## EXERCISE AIM
Copy exactly the lines from the start of the data below through the one that carries "(best-effort by design)", and only those.

[Items from a data source]
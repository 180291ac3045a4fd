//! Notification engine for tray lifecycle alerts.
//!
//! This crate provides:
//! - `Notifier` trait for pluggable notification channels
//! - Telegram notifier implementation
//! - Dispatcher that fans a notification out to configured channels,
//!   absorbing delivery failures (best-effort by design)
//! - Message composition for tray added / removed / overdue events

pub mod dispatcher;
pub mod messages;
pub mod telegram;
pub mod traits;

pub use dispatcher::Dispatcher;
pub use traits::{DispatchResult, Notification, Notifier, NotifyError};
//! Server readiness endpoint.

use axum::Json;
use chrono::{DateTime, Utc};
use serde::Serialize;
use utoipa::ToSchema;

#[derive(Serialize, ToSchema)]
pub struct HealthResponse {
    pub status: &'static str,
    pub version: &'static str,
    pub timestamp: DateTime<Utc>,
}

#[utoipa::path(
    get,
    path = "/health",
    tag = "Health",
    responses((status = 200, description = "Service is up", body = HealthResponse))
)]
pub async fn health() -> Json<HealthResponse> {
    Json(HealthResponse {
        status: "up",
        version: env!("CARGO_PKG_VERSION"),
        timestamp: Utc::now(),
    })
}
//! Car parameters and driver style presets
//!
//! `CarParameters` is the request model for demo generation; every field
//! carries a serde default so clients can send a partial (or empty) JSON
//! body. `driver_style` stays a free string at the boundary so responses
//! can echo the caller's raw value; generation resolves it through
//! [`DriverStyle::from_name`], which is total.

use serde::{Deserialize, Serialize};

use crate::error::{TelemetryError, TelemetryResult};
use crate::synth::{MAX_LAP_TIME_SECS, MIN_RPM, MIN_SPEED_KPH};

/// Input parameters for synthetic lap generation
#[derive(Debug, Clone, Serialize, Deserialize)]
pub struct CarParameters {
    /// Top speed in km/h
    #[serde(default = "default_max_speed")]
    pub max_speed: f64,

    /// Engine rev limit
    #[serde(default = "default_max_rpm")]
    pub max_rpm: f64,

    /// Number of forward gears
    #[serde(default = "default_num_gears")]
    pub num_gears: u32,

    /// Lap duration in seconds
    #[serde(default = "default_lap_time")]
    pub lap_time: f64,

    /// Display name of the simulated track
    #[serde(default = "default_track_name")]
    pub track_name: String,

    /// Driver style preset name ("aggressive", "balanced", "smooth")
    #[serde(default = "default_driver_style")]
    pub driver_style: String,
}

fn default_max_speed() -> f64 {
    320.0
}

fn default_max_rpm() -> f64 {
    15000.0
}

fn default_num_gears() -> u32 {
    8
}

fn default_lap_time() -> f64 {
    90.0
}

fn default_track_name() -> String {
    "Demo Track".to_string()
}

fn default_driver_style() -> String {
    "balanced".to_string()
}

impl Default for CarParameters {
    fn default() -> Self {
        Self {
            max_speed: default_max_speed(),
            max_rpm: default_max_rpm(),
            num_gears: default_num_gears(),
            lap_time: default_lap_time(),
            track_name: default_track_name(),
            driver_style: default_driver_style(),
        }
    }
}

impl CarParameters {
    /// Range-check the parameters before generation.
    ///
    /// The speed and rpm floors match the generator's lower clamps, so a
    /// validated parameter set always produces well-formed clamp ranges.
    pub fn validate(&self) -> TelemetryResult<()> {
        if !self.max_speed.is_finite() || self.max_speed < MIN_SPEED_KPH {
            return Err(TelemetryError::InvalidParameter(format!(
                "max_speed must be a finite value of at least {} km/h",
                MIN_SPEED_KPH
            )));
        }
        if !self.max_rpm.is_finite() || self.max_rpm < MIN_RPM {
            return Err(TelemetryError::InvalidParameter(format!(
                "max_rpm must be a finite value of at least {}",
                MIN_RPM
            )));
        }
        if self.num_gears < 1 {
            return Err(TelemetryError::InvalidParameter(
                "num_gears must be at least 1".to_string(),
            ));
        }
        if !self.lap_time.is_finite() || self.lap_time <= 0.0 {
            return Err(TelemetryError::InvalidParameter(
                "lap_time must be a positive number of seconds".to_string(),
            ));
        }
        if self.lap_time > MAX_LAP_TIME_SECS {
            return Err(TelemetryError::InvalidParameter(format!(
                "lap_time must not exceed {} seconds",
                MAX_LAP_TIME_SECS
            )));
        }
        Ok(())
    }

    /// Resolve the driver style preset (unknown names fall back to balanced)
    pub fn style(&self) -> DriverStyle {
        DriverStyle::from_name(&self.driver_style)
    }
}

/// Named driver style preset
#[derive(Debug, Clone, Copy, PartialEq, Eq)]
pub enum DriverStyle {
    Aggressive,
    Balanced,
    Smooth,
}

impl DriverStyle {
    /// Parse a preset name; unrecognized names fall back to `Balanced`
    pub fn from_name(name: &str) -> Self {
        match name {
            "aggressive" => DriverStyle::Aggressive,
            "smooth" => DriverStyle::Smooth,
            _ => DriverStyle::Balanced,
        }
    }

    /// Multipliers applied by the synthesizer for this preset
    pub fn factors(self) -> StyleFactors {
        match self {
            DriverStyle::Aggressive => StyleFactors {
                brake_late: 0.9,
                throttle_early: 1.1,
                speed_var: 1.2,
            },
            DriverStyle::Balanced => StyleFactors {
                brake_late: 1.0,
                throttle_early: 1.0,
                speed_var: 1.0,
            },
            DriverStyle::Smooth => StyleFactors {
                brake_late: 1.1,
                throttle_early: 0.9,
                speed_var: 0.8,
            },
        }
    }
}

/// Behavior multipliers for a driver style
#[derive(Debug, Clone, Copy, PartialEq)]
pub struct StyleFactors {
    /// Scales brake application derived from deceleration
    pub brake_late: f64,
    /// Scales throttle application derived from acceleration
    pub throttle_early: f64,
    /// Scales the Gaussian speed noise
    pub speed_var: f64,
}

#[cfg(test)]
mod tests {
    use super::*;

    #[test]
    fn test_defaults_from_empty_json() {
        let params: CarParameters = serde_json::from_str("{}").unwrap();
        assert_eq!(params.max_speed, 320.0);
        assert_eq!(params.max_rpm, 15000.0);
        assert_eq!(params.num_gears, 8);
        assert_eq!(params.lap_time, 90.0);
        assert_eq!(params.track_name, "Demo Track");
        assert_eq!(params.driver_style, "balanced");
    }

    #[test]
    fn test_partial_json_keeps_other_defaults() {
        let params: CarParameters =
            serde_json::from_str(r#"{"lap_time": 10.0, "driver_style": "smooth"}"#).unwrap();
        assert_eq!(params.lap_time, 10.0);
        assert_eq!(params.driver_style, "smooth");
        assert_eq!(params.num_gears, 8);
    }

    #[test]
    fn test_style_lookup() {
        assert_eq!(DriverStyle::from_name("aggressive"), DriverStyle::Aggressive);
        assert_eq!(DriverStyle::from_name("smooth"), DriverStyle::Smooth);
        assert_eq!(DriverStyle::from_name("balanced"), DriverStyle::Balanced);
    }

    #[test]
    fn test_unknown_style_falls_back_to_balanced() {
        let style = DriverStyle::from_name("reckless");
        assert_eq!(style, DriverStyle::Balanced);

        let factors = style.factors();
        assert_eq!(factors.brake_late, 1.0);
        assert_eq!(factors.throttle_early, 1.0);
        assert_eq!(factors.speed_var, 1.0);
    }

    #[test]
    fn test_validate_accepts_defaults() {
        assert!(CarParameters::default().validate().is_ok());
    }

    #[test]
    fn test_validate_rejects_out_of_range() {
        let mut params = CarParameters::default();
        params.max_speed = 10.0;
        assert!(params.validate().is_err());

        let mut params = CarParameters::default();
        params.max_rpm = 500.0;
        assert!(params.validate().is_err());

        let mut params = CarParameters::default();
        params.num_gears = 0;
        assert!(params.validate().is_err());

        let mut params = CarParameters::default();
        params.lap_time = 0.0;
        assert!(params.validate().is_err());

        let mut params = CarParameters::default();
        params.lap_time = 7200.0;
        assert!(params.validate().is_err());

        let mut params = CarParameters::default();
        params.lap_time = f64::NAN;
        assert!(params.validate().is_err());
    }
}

## RESPONSE TO THIS EXERCISE
repository 180291ac3045a4fd
//! Notification engine for tray lifecycle alerts.
//!
//! This crate provides:
//! - `Notifier` trait for pluggable notification channels
//! - Telegram notifier implementation
//! - Dispatcher that fans a notification out to configured channels,
//!   absorbing delivery failures (best-effort by design)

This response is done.